He said on account of it was the closest one.
Charlie Burke said, "I come all the way out here to watch you stare past me at the wall?"
So then Tyler said, all right, because it was where LaSalle Mining did their banking and LaSalle Mining owed him nine hundred dollars. "Four times I went up the hill to collect," Tyler said in his prison stripes and haircut, looking hard and half starved. "Try and find anybody in charge can cut a check. I went to the Maricopa Bank, showed the teller a. 44 and withdrew the nine hundred from the mine company's account."
"That's how you do business, huh?"
"Hatch and Hodges owed me twelve hundred the day they shut down their line. They said don't worry, you'll get your money. I waited another four months, the same as I did with LaSalle, and drew it out of their bank over in Benson." "Who else owed you money?" "Nobody."
"But you robbed another bank."
"Yeah, well, once we had the hang of it… I'm kidding. It wasn't like Red and I got drunk and went out and robbed a bank.

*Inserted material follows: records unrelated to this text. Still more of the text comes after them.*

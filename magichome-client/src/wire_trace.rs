use magichome_protocol::Frame;
use once_cell::sync::Lazy;
use std::sync::atomic::{AtomicBool, Ordering};

static TRACE_ENABLED: Lazy<AtomicBool> = Lazy::new(|| {
    let on = std::env::var("MAGICHOME_TRACE")
        .map(|v| matches!(v.as_str(), "1" | "true" | "TRUE"))
        .unwrap_or(false);
    AtomicBool::new(on)
});

#[inline]
pub fn enabled() -> bool {
    TRACE_ENABLED.load(Ordering::Relaxed)
}

#[inline]
pub fn set_enabled(on: bool) {
    TRACE_ENABLED.store(on, Ordering::Relaxed);
}

#[inline]
pub fn out_frame(peer: &str, frame: &Frame) {
    if enabled() {
        tracing::info!(target: "wire", "OUT {} [{}] {}", peer, frame.len(), frame);
    }
}

#[cfg(test)]
mod tests {
    use super::*;

    #[test]
    fn test_toggle() {
        let before = enabled();
        set_enabled(true);
        assert!(enabled());
        set_enabled(false);
        assert!(!enabled());
        set_enabled(before);
    }
}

Red worked for Dana Moon before he came with me, had all that experience, so I offered him a share, but he'd only work for wages. After we did the two banks I paid Red what he had coming and he bought a suit of clothes cost him ten dollars, and wanted to put the rest in the bank. We're in St. David at the time. We go to the bank to open a savings account and the bank refused him. I asked the manager, was it on account of Red being Warm Springs Apache? The manager become snotty and one thing led to another… " "You robbed the bank to teach him manners." "Red was about to shoot him."
"Speaking of shooting people," Charlie Burke said, prompting his friend the convict.
"We were on the dodge by then," Tyler said, "wanted posters out on us. To some people that five hundred reward looked like a year's wages. These fellas I know were horse thieves-they ran my stock more than once-they got after us for the reward, followed our tracks all the way to Nogales and threw down on us in a cantina-smoky place, had a real low ceiling."